About Wooden Wicks
At Winecraft, we believe the best wicks CRACKLE!
Wooden wicks are known for their unique 'crackle' or 'sizzle' sound when burning, which adds a unique and relaxing experience. But, just as with cotton wicks, wooden wicks must be maintained. Here are some best practices.
The first burn is the most important
Give your candle enough burning time to develop a melted wax pool that goes all the way to the edge of the container on the first use - this can take up to a few hours, depending on candle size.
Believe it or not, your jar candles have a kind of “wax-memory,” and once a burning pattern has been established, it can be hard to change.
If you don’t allow your candle enough time to form a full melt pool on the first burn, a little depression or “tunnel” may start to form around the wick.
This will make it more difficult for the wax around the edges of the jar to melt, causing the tunneling effect to continue with each burn.
Eventually the tunnel will become too deep for fresh oxygen to flow in, and your candle will have trouble staying lit for more than short periods of time.
To prevent this issue, make sure to give your candle enough time to develop a melted wax pool that goes all the way to the edge of the container the first time you use it. This melt pool can take 2 hours or more to form, depending on the candle size.
Keep your wood wick trimmed and free of charred bits
For optimal burn, keep your wood wick trimmed to about ⅛”, and clean off any burnt wood from previous use.
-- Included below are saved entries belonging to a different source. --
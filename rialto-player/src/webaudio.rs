//! Web-Audio sub-pipeline: a small appsrc → audioconvert →
//! audioresample → volume → sink graph fed synchronously via
//! `write_buffer`, grounded on `GstWebAudioPlayer.cpp`/`.h` and
//! `WebAudioPlayerContext.h`. Runs its own single-mutator Worker rather
//! than reusing `crate::worker::Worker`, since that one is hard-wired to
//! `GenericPlayerContext` the same way the original keeps two distinct
//! player classes instead of one generic over context type.

use crate::context::WebAudioContext;
use crate::error::PlayerError;
use gstreamer::prelude::*;
use rialto_common::{WebAudioBufferAvailable, WebAudioDeviceInfo, WebAudioPcmConfig};
use std::sync::mpsc::{self, Sender};
use std::sync::{Arc, Condvar, Mutex};
use std::thread::JoinHandle;
use std::time::Duration;

/// Byte offset reported as the start of the "main" region in
/// `GetBufferAvailable`. The shared-memory partition's actual byte
/// layout is an external collaborator concern; this crate only needs
/// to report offsets consistent with that contract, not back them with
/// real shm.
pub const WEBAUDIO_PARTITION_HEADER_BYTES: u64 = 1024 * 1024;

/// A unit of work executed with exclusive access to a `WebAudioContext`.
pub trait WebAudioTask: Send {
    fn execute(&mut self, ctx: &mut WebAudioContext) -> Result<(), PlayerError>;

    fn name(&self) -> &'static str {
        std::any::type_name::<Self>()
    }
}

enum Job {
    Task(Box<dyn WebAudioTask>),
    Ping(Box<dyn FnOnce() + Send>),
    Shutdown,
}

#[derive(Clone)]
pub struct WebAudioWorkerHandle {
    sender: Sender<Job>,
}

pub struct WebAudioWorker {
    handle: WebAudioWorkerHandle,
    join: Option<JoinHandle<()>>,
}

impl WebAudioWorker {
    pub fn spawn(
        mut ctx: WebAudioContext,
        mut on_terminal_error: impl FnMut(&mut WebAudioContext, PlayerError) + Send + 'static,
    ) -> Self {
        let (sender, receiver) = mpsc::channel::<Job>();
        let join = std::thread::Builder::new()
            .name("rialto-webaudio-worker".into())
            .spawn(move || {
                for job in receiver {
                    match job {
                        Job::Task(mut task) => {
                            let name = task.name();
                            if let Err(err) = task.execute(&mut ctx) {
                                tracing::warn!(task = name, error = %err, "web-audio task failed");
                                if err.is_terminal() {
                                    on_terminal_error(&mut ctx, err);
                                }
                            }
                        }
                        Job::Ping(handler) => handler(),
                        Job::Shutdown => break,
                    }
                }
            })
            .expect("failed to spawn rialto-webaudio-worker thread");

        WebAudioWorker {
            handle: WebAudioWorkerHandle { sender },
            join: Some(join),
        }
    }

    pub fn handle(&self) -> WebAudioWorkerHandle {
        self.handle.clone()
    }

    pub fn stop(mut self) {
        let _ = self.handle.sender.send(Job::Shutdown);
        if let Some(join) = self.join.take() {
            let _ = join.join();
        }
    }
}

impl WebAudioWorkerHandle {
    pub fn enqueue(&self, task: Box<dyn WebAudioTask>) {
        let _ = self.sender.send(Job::Task(task));
    }

    pub fn ping(&self, handler: impl FnOnce() + Send + 'static) {
        let _ = self.sender.send(Job::Ping(Box::new(handler)));
    }
}

/// Makes `WriteBuffer` synchronous: the
/// calling thread blocks on `wait` until the Worker has executed the
/// `WriteBuffer` task and published how many bytes actually landed, or
/// until `PlayerConfig::writebuffer_timeout` elapses.
pub struct WriteRendezvous {
    last_bytes_written: Mutex<Option<u32>>,
    condvar: Condvar,
}

impl WriteRendezvous {
    pub fn new() -> Arc<Self> {
        Arc::new(WriteRendezvous {
            last_bytes_written: Mutex::new(None),
            condvar: Condvar::new(),
        })
    }

    pub fn publish(&self, bytes_written: u32) {
        let mut guard = self.last_bytes_written.lock().unwrap();
        *guard = Some(bytes_written);
        self.condvar.notify_all();
    }

    /// Returns `None` on timeout, treating a stuck write the same as a
    /// failed push (zero bytes pushed).
    pub fn wait(&self, timeout: Duration) -> Option<u32> {
        let guard = self.last_bytes_written.lock().unwrap();
        let (mut guard, _timed_out) = self
            .condvar
            .wait_timeout_while(guard, timeout, |value| value.is_none())
            .unwrap();
        guard.take()
    }
}

/// Probed in order; the first element factory that exists wins. No
/// platform capability query is named for web audio the way
/// `RateChangeCapability` is for the generic player, so this mirrors
/// the generic player's westeros/amlhala naming convention.
const AUDIO_SINK_CANDIDATES: &[&str] = &["amlhalasink", "rtkaudiosink", "autoaudiosink"];

fn caps_for_pcm(pcm: &WebAudioPcmConfig) -> gstreamer::Caps {
    let format = match (pcm.is_float, pcm.sample_size, pcm.is_signed, pcm.is_big_endian) {
        (true, 32, _, false) => "F32LE",
        (true, 32, _, true) => "F32BE",
        (false, 16, true, false) => "S16LE",
        (false, 16, true, true) => "S16BE",
        (false, 16, false, false) => "U16LE",
        (false, 16, false, true) => "U16BE",
        (false, 8, true, _) => "S8",
        (false, 8, false, _) => "U8",
        _ => "S16LE",
    };
    gstreamer::Caps::builder("audio/x-raw")
        .field("format", format)
        .field("rate", pcm.rate as i32)
        .field("channels", pcm.channels as i32)
        .field("layout", "interleaved")
        .build()
}

/// Builds the appsrc→audioconvert→audioresample→volume→sink graph,
/// returning the populated context.
pub fn build_pipeline(pcm: &WebAudioPcmConfig, capacity_bytes: u32) -> Result<WebAudioContext, PlayerError> {
    let pipeline = gstreamer::Pipeline::new();

    let app_src = gstreamer::ElementFactory::make("appsrc")
        .property("format", gstreamer::Format::Time)
        .property("is-live", false)
        .property("max-bytes", capacity_bytes as u64)
        .property("caps", caps_for_pcm(pcm))
        .build()
        .map_err(|_| PlayerError::FrameworkFailure("failed to create appsrc".into()))?;

    let convert = gstreamer::ElementFactory::make("audioconvert")
        .build()
        .map_err(|_| PlayerError::FrameworkFailure("failed to create audioconvert".into()))?;
    let resample = gstreamer::ElementFactory::make("audioresample")
        .build()
        .map_err(|_| PlayerError::FrameworkFailure("failed to create audioresample".into()))?;
    let volume = gstreamer::ElementFactory::make("volume")
        .build()
        .map_err(|_| PlayerError::FrameworkFailure("failed to create volume".into()))?;

    let sink = AUDIO_SINK_CANDIDATES
        .iter()
        .find_map(|name| gstreamer::ElementFactory::make(name).build().ok())
        .ok_or_else(|| PlayerError::FrameworkFailure("no audio sink factory available".into()))?;

    pipeline
        .dynamic_cast_ref::<gstreamer::Bin>()
        .expect("Pipeline is a Bin")
        .add_many([&app_src, &convert, &resample, &volume, &sink])
        .map_err(|_| PlayerError::FrameworkFailure("failed to add elements to web-audio pipeline".into()))?;
    gstreamer::Element::link_many([&app_src, &convert, &resample, &volume, &sink])
        .map_err(|_| PlayerError::FrameworkFailure("failed to link web-audio pipeline".into()))?;

    let bytes_per_sample = (pcm.sample_size / 8).max(1) * pcm.channels.max(1);

    Ok(WebAudioContext {
        pipeline: Some(pipeline.upcast()),
        app_src: Some(app_src),
        volume_element: Some(volume),
        bytes_per_sample,
        pcm_rate: pcm.rate,
        capacity_bytes,
    })
}

/// Caller-thread read: computed directly from the appsrc's queued
/// level, never enqueued onto the Worker.
pub fn get_buffer_available(ctx: &WebAudioContext) -> Result<WebAudioBufferAvailable, PlayerError> {
    let app_src = ctx
        .app_src
        .as_ref()
        .ok_or_else(|| PlayerError::Misuse("web-audio appsrc not yet constructed".into()))?;
    let bytes_per_sample = ctx.bytes_per_sample.max(1) as u64;
    let current_level = app_src.property::<u64>("current-level-bytes");
    let mut available = (ctx.capacity_bytes as u64).saturating_sub(current_level);
    available -= available % bytes_per_sample;

    Ok(WebAudioBufferAvailable {
        offset_main: WEBAUDIO_PARTITION_HEADER_BYTES,
        length_main: available as u32,
        offset_wrap: 0,
        length_wrap: 0,
        available_frames: (available / bytes_per_sample) as u32,
    })
}

/// Caller-thread read: queued bytes expressed as a playout delay.
pub fn get_buffer_delay(ctx: &WebAudioContext) -> Result<Duration, PlayerError> {
    let app_src = ctx
        .app_src
        .as_ref()
        .ok_or_else(|| PlayerError::Misuse("web-audio appsrc not yet constructed".into()))?;
    let bytes_per_sample = ctx.bytes_per_sample.max(1) as u64;
    let current_level = app_src.property::<u64>("current-level-bytes");
    let frames = current_level / bytes_per_sample;
    let rate = ctx.pcm_rate.max(1) as u64;
    Ok(Duration::from_secs_f64(frames as f64 / rate as f64))
}

/// Caller-thread read: derived wholly from construction-time constants.
/// `support_deferred_play` is always true since no platform capability
/// query is named for device limits.
pub fn get_device_info(ctx: &WebAudioContext) -> WebAudioDeviceInfo {
    let bytes_per_sample = ctx.bytes_per_sample.max(1);
    WebAudioDeviceInfo {
        maximum_frames: ctx.capacity_bytes / bytes_per_sample,
        preferred_frames: (ctx.capacity_bytes / bytes_per_sample) / 2,
        support_deferred_play: true,
    }
}

/// Caller-thread read of the current volume.
pub fn get_volume(ctx: &WebAudioContext) -> Result<f64, PlayerError> {
    let element = ctx
        .volume_element
        .as_ref()
        .ok_or_else(|| PlayerError::Misuse("web-audio pipeline not yet constructed".into()))?;
    Ok(element.property::<f64>("volume"))
}

#[cfg(test)]
mod tests {
    use super::*;

    #[test]
    fn caps_map_16bit_signed_little_endian() {
        let pcm = WebAudioPcmConfig {
            rate: 41000,
            channels: 2,
            sample_size: 16,
            is_big_endian: false,
            is_signed: true,
            is_float: false,
        };
        gstreamer::init().ok();
        let caps = caps_for_pcm(&pcm);
        let structure = caps.structure(0).unwrap();
        assert_eq!(structure.get::<String>("format").unwrap(), "S16LE");
        assert_eq!(structure.get::<i32>("rate").unwrap(), 41000);
        assert_eq!(structure.get::<i32>("channels").unwrap(), 2);
    }

    #[test]
    fn rendezvous_delivers_published_value() {
        let rendezvous = WriteRendezvous::new();
        let r2 = rendezvous.clone();
        std::thread::spawn(move || {
            std::thread::sleep(Duration::from_millis(10));
            r2.publish(128);
        });
        assert_eq!(rendezvous.wait(Duration::from_secs(1)), Some(128));
    }

    #[test]
    fn rendezvous_times_out_when_nothing_is_published() {
        let rendezvous = WriteRendezvous::new();
        assert_eq!(rendezvous.wait(Duration::from_millis(20)), None);
    }

    #[test]
    fn device_info_derives_from_capacity_and_sample_size() {
        let ctx = WebAudioContext::new(4, 41000, 10 * 1024);
        let info = get_device_info(&ctx);
        assert_eq!(info.maximum_frames, 10 * 1024 / 4);
        assert_eq!(info.preferred_frames, info.maximum_frames / 2);
        assert!(info.support_deferred_play);
    }
}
If your wood wick candle won’t stay lit it’s probably because the wick is too long, or it needs to be trimmed clean of charred material.
Remember it’s not the wood fueling your candle’s flame, it’s the wax. The flame is drawing the wax upwards through the wick, so if it’s not trimmed short and clean, the wax can’t make it to the flame.
For optimal burn, keep your wood wick trimmed to about ⅛” - this is shorter than you might think the wick should be - around the width of the metal part of a USB drive. You’ll also want to clean off any charred bits.
For trimming, we’ve always found an old set of nail clippers or wire cutters to work great. In a pinch, you can always use a napkin and your fingers to gently break off the burnt parts of the wick.
Just make sure to let your candle cool before trimming, as you don’t want any bits of ash or wick material left in the wax when you’re done. It’s much easier to clean this up when the wax is hard and cool!
Never burn your candle for more than 4 hours!
If you burn your candle for more than 4 hours at a time, carbon will collect on the wick, and your wick will begin to "mushroom." This can cause the wick to become unstable, the flame to get too large, your candle to smoke, and soot to be released into the air and around your candle container.
How to light a wood wick candle like a pro
You’ll want to light these differently from cotton wicks, but it’s very simple:
When lighting a wood wick candle, the best technique is to tilt it on an angle and let the flame draw across the length of the wick (kind of like how you tilt a match after lighting).
It may also take several tries to get it lit! The heat from the flame needs to draw the wax through the wick before it will really start burning nicely. When in doubt, give it another try - once you get it going once, it should light up more easily.
Your wick shouldn’t produce any soot or smoke
If you are experiencing any smoke from a wood wick candle it’s usually because the wick needs to be trimmed and the burnt parts cleared out, or there is a draft interfering with the natural burn.